(Collected data entries)
......

//! About statement section.

use leptos::prelude::*;

use crate::config::APP_NAME;

stylance::import_crate_style!(css, "src/components/home/home.module.css");

#[component]
pub fn About() -> impl IntoView {
    view! {
        <section class=css::about>
            <p class=css::aboutLabel>"The " {APP_NAME}</p>
            <p class=css::aboutStatement>
                "We believe that the navbar is not just a UI component, but rather \
                 the foundation of an effective and intuitive user experience."
                <button class=css::aboutPill>"learn more"</button>
            </p>
        </section>
    }
}
//! Framework axis for the stack playground.
//!
//! This instance deliberately differs from the customizer: it swaps
//! bootstrap for a plain HTML target and has no theme/variant/layout axes
//! (the visual style is fixed).

use std::fmt;
use std::str::FromStr;

use crate::error::ParseAxisError;

/// Target framework for the stack playground's generated snippet.
#[derive(Debug, Clone, Copy, PartialEq, Eq, Default)]
pub enum StackFramework {
    #[default]
    React,
    Nextjs,
    Vue,
    Html,
}

impl StackFramework {
    pub const ALL: [Self; 4] = [Self::React, Self::Nextjs, Self::Vue, Self::Html];

    pub const fn as_str(self) -> &'static str {
        match self {
            Self::React => "react",
            Self::Nextjs => "nextjs",
            Self::Vue => "vue",
            Self::Html => "html",
        }
    }

    pub const fn label(self) -> &'static str {
        match self {
            Self::React => "React + Tailwind",
            Self::Nextjs => "Next.js + Tailwind",
            Self::Vue => "Vue + Tailwind",
            Self::Html => "HTML + Tailwind",
        }
    }

    /// File extension for the exported snippet.
    pub const fn extension(self) -> &'static str {
        match self {
            Self::React | Self::Nextjs => "jsx",
            Self::Vue => "vue",
            Self::Html => "html",
        }
    }
}

impl FromStr for StackFramework {
    type Err = ParseAxisError;

    fn from_str(s: &str) -> Result<Self, Self::Err> {
        Self::ALL
            .into_iter()
            .find(|f| f.as_str() == s)
            .ok_or_else(|| ParseAxisError::new("framework", s))
    }
}

impl fmt::Display for StackFramework {
    fn fmt(&self, f: &mut fmt::Formatter<'_>) -> fmt::Result {
        f.write_str(self.as_str())
    }
}

#[cfg(test)]
mod tests {
    use super::*;

    #[test]
    fn extension_mapping() {
        assert_eq!(StackFramework::React.extension(), "jsx");
        assert_eq!(StackFramework::Nextjs.extension(), "jsx");
        assert_eq!(StackFramework::Vue.extension(), "vue");
        assert_eq!(StackFramework::Html.extension(), "html");
    }

    #[test]
    fn parse_round_trip_and_rejection() {
        for f in StackFramework::ALL {
            assert_eq!(f.as_str().parse::<StackFramework>(), Ok(f));
        }
        assert!("bootstrap".parse::<StackFramework>().is_err());
    }
}
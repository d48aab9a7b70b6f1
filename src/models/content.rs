//! Static content records for the home page sections.

/// One entry of the statistics strip.
#[derive(Clone, Copy, Debug, PartialEq, Eq)]
pub struct Stat {
    pub value: u32,
    pub suffix: &'static str,
    pub label: &'static str,
}

/// One testimonial carousel slide.
#[derive(Clone, Copy, Debug, PartialEq, Eq)]
pub struct Testimonial {
    pub quote: &'static str,
    pub description: &'static str,
    pub author: &'static str,
    pub role: &'static str,
    /// Star rating out of 5.
    pub rating: u8,
}
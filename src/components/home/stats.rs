//! Statistics strip.

use leptos::prelude::*;

use crate::config::STATS;

stylance::import_crate_style!(css, "src/components/home/home.module.css");

#[component]
pub fn Stats() -> impl IntoView {
    view! {
        <section class=css::stats>
            {STATS
                .iter()
                .map(|stat| view! {
                    <div class=css::stat>
                        <span class=css::statValue>
                            {stat.value} {stat.suffix}
                        </span>
                        <span class=css::statLabel>{stat.label}</span>
                    </div>
                })
                .collect_view()}
        </section>
    }
}
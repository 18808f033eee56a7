//! Menu colors
//!
//! Centralized palette so every screen colors sessions and apps the same
//! way. Falls back to plain text when color is unwanted or unsupported.

use std::fmt::Display;
use std::io::IsTerminal;

use crossterm::style::{Color, Stylize, style};

use crate::session::{AppCategory, SafetyClass};

/// Terminal color capability
#[derive(Debug, Clone, Copy, PartialEq, Eq, Default)]
pub enum ColorMode {
    /// No escape codes at all
    Plain,
    /// Basic 16 ANSI colors
    #[default]
    Basic,
}

impl ColorMode {
    /// Detect whether stdout should get colors
    pub fn detect() -> Self {
        // https://no-color.org
        if std::env::var_os("NO_COLOR").is_some_and(|v| !v.is_empty()) {
            return Self::Plain;
        }

        if std::env::var("TERM").is_ok_and(|term| term == "dumb") {
            return Self::Plain;
        }

        if !std::io::stdout().is_terminal() {
            return Self::Plain;
        }

        Self::Basic
    }
}

/// Palette for the menu screens
#[derive(Debug, Clone)]
pub struct Theme {
    mode: ColorMode,

    // Session rows
    pub session_current: Color,
    pub session_attached: Color,
    pub session_protected: Color,
    pub session_safe: Color,
    pub safe_marker: Color,

    // Messages
    pub title: Color,
    pub heading: Color,
    pub success: Color,
    pub warning: Color,
    pub error: Color,
}

impl Default for Theme {
    fn default() -> Self {
        Self::for_color_mode(ColorMode::detect())
    }
}

impl Theme {
    /// Create a theme for the specified color mode
    pub fn for_color_mode(mode: ColorMode) -> Self {
        Self {
            mode,
            session_current: Color::Green,
            session_attached: Color::Yellow,
            session_protected: Color::Red,
            session_safe: Color::White,
            safe_marker: Color::Cyan,
            title: Color::Cyan,
            heading: Color::Yellow,
            success: Color::Green,
            warning: Color::Yellow,
            error: Color::Red,
        }
    }

    /// Theme that never emits escape codes
    pub fn plain() -> Self {
        Self::for_color_mode(ColorMode::Plain)
    }

    /// Render text in a color
    pub fn paint(&self, text: impl Display, color: Color) -> String {
        match self.mode {
            ColorMode::Plain => text.to_string(),
            ColorMode::Basic => style(text).with(color).to_string(),
        }
    }

    /// Render text bold and in a color
    pub fn paint_bold(&self, text: impl Display, color: Color) -> String {
        match self.mode {
            ColorMode::Plain => text.to_string(),
            ColorMode::Basic => style(text).with(color).bold().to_string(),
        }
    }

    /// Row color for a session
    pub fn for_safety(&self, class: SafetyClass) -> Color {
        match class {
            SafetyClass::Current => self.session_current,
            SafetyClass::Attached => self.session_attached,
            SafetyClass::Protected => self.session_protected,
            SafetyClass::Safe => self.session_safe,
        }
    }

    /// Marker color for a session
    pub fn marker_color(&self, class: SafetyClass) -> Color {
        match class {
            SafetyClass::Safe => self.safe_marker,
            other => self.for_safety(other),
        }
    }

    /// Color of an app category in the header totals
    pub fn for_category(&self, category: AppCategory) -> Color {
        match category {
            AppCategory::AiAssistant => Color::Cyan,
            AppCategory::InterpreterPython => Color::Yellow,
            AppCategory::InterpreterNode => Color::Green,
            AppCategory::Editor => Color::Magenta,
            AppCategory::Browser => Color::Blue,
            _ => Color::White,
        }
    }
}

#[cfg(test)]
mod tests {
    use super::*;

    #[test]
    fn test_plain_theme_has_no_escapes() {
        let theme = Theme::plain();
        assert_eq!(theme.paint("hello", theme.error), "hello");
        assert_eq!(theme.paint_bold("[TITLE]", theme.title), "[TITLE]");
    }

    #[test]
    fn test_basic_theme_wraps_text() {
        let theme = Theme::for_color_mode(ColorMode::Basic);
        let painted = theme.paint("hello", theme.error);
        assert!(painted.contains("hello"));
        assert!(painted.starts_with('\u{1b}'));
    }

    #[test]
    fn test_safety_colors() {
        let theme = Theme::plain();
        assert_eq!(theme.for_safety(SafetyClass::Protected), Color::Red);
        assert_eq!(theme.marker_color(SafetyClass::Safe), Color::Cyan);
        assert_eq!(theme.marker_color(SafetyClass::Current), Color::Green);
    }
}
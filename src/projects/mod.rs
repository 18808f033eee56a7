//! Project directories
//!
//! - `list_project_dirs` - candidate directories under the configured roots
//! - `Picker` / `FzfPicker` - choose one candidate interactively

mod dirs;
mod picker;

pub use dirs::*;
pub use picker::*;
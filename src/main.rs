//! tmux-warden - interactive tmux session manager
//!
//! Run with `tmux-warden` or `tmux-warden --help` for usage.

use std::path::{Path, PathBuf};
use std::sync::Arc;

use clap::{Parser, Subcommand};
use color_eyre::eyre::Result;
use tracing::{info, warn};
use tracing_subscriber::{EnvFilter, fmt, prelude::*};

use tmux_warden::{
    APP_NAME, VERSION,
    config::Config,
    menu::{Menu, Theme},
    projects::FzfPicker,
    report::Report,
    tmux::{Collector, CommandRunner, TmuxExecutor},
};

#[derive(Parser)]
#[command(name = APP_NAME)]
#[command(version = VERSION)]
#[command(about = "Inspect tmux sessions and close the unused ones safely")]
#[command(long_about = None)]
struct Cli {
    /// Enable debug logging
    #[arg(short, long)]
    debug: bool,

    /// Path to config file
    #[arg(short, long)]
    config: Option<PathBuf>,

    #[command(subcommand)]
    command: Option<Commands>,
}

#[derive(Subcommand)]
enum Commands {
    /// Start the interactive menu (default)
    Menu,

    /// Print all sessions and exit
    List {
        /// Emit JSON instead of text
        #[arg(long)]
        json: bool,
    },

    /// Show configuration
    Config {
        /// Initialize config file with defaults
        #[arg(long)]
        init: bool,
    },
}

fn setup_logging(debug: bool, log_file: Option<&Path>) -> Result<()> {
    let filter = if debug {
        EnvFilter::new("debug")
    } else {
        EnvFilter::new("info").add_directive("tokio=warn".parse()?)
    };

    if let Some(path) = log_file {
        // Log to file when running the menu so logs don't interfere with it
        let file = std::fs::OpenOptions::new()
            .create(true)
            .append(true)
            .open(path)?;

        tracing_subscriber::registry()
            .with(fmt::layer().with_writer(file).with_target(false))
            .with(filter)
            .init();
    } else {
        tracing_subscriber::registry()
            .with(fmt::layer().with_writer(std::io::stderr).with_target(false))
            .with(filter)
            .init();
    }

    Ok(())
}

fn build_runner(config: &Config) -> Arc<dyn CommandRunner> {
    Arc::new(
        TmuxExecutor::with_binary(config.tmux_binary.clone())
            .with_timeout(config.command_timeout()),
    )
}

/// Warn up front when the tmux binary cannot be run
async fn warn_if_tmux_missing(config: &Config) {
    let executor = TmuxExecutor::with_binary(config.tmux_binary.clone());
    if let Err(e) = executor.check_installed().await {
        warn!("{}", e);
        eprintln!(
            "Warning: '{}' could not be run, no sessions will be listed: {}",
            config.tmux_binary, e
        );
    }
}

fn inside_tmux() -> bool {
    std::env::var("TMUX").is_ok_and(|v| !v.is_empty())
}

async fn run_menu(config: Config) -> Result<()> {
    let theme = Theme::default();

    if !inside_tmux() {
        println!(
            "{}",
            theme.paint("Note: You're not currently in a tmux session.", theme.warning)
        );
        println!("Some features may be limited.\n");
    }

    let picker = FzfPicker::new(config.picker_program.clone())
        .with_prompt(config.picker_prompt.clone())
        .with_height(config.picker_height.clone());
    let runner = build_runner(&config);
    let input = tokio::io::BufReader::new(tokio::io::stdin());

    let mut menu = Menu::new(config, runner, Arc::new(picker), input, std::io::stdout())
        .with_theme(theme.clone());

    tokio::select! {
        result = menu.run() => {
            result?;
            info!("Menu exited");
        }
        _ = tokio::signal::ctrl_c() => {
            info!("Interrupted");
            println!(
                "\n\n{}",
                theme.paint("Interrupted. Your tmux sessions remain active.", theme.success)
            );
            // A pending stdin read would otherwise keep the runtime alive
            std::process::exit(0);
        }
    }

    Ok(())
}

#[tokio::main(flavor = "current_thread")]
async fn main() -> Result<()> {
    // Install color-eyre error hooks
    color_eyre::install()?;

    let cli = Cli::parse();

    // Load configuration
    let config = match cli.config.as_deref() {
        Some(path) => Config::load_from(path)?,
        None => Config::load().unwrap_or_else(|e| {
            eprintln!("Warning: Failed to load config, using defaults: {}", e);
            Config::default()
        }),
    };
    let debug = cli.debug || config.debug;

    match cli.command {
        None | Some(Commands::Menu) => {
            if let Err(e) = config.ensure_directories() {
                eprintln!("Warning: Failed to create directories: {}", e);
            }
            let log_file = config.log_file_path()?;
            setup_logging(debug, Some(log_file.as_path()))?;

            info!("Starting tmux-warden v{}", VERSION);
            warn_if_tmux_missing(&config).await;
            run_menu(config).await?;
        }

        Some(Commands::List { json }) => {
            setup_logging(debug, None)?;
            warn_if_tmux_missing(&config).await;

            let collector = Collector::new(build_runner(&config));
            let report = Report::collect(&collector, config.protected_sessions.as_slice()).await;
            if report.sessions.is_empty() {
                warn!("No sessions found (is the tmux server running?)");
            }

            if json {
                println!("{}", serde_json::to_string_pretty(&report)?);
            } else {
                print!("{}", report.to_text());
            }
        }

        Some(Commands::Config { init }) => {
            setup_logging(debug, None)?;

            if init {
                let path = match cli.config.as_deref() {
                    Some(path) => {
                        config.save_to(path)?;
                        path.to_path_buf()
                    }
                    None => config.save()?,
                };
                println!("Configuration initialized at {:?}", path);
            } else {
                println!("Configuration:");
                println!("{}", toml::to_string_pretty(&config)?);
                println!("\nConfig file: {:?}", Config::config_file_path()?);
                println!("Roots file: {:?}", config.roots_file_path()?);
                println!("Log file: {:?}", config.log_file_path()?);
            }
        }
    }

    Ok(())
}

......

When you reach the line containing "#[command(version = VERSION)]" in the data above, start copying exactly, and stop after the line containing "if let Some(path)".

#[command(version = VERSION)]
#[command(about = "Inspect tmux sessions and close the unused ones safely")]
#[command(long_about = None)]
struct Cli {
    /// Enable debug logging
    #[arg(short, long)]
    debug: bool,

    /// Path to config file
    #[arg(short, long)]
    config: Option<PathBuf>,

    #[command(subcommand)]
    command: Option<Commands>,
}

#[derive(Subcommand)]
enum Commands {
    /// Start the interactive menu (default)
    Menu,

    /// Print all sessions and exit
    List {
        /// Emit JSON instead of text
        #[arg(long)]
        json: bool,
    },

    /// Show configuration
    Config {
        /// Initialize config file with defaults
        #[arg(long)]
        init: bool,
    },
}

fn setup_logging(debug: bool, log_file: Option<&Path>) -> Result<()> {
    let filter = if debug {
        EnvFilter::new("debug")
    } else {
        EnvFilter::new("info").add_directive("tokio=warn".parse()?)
    };

    if let Some(path) = log_file {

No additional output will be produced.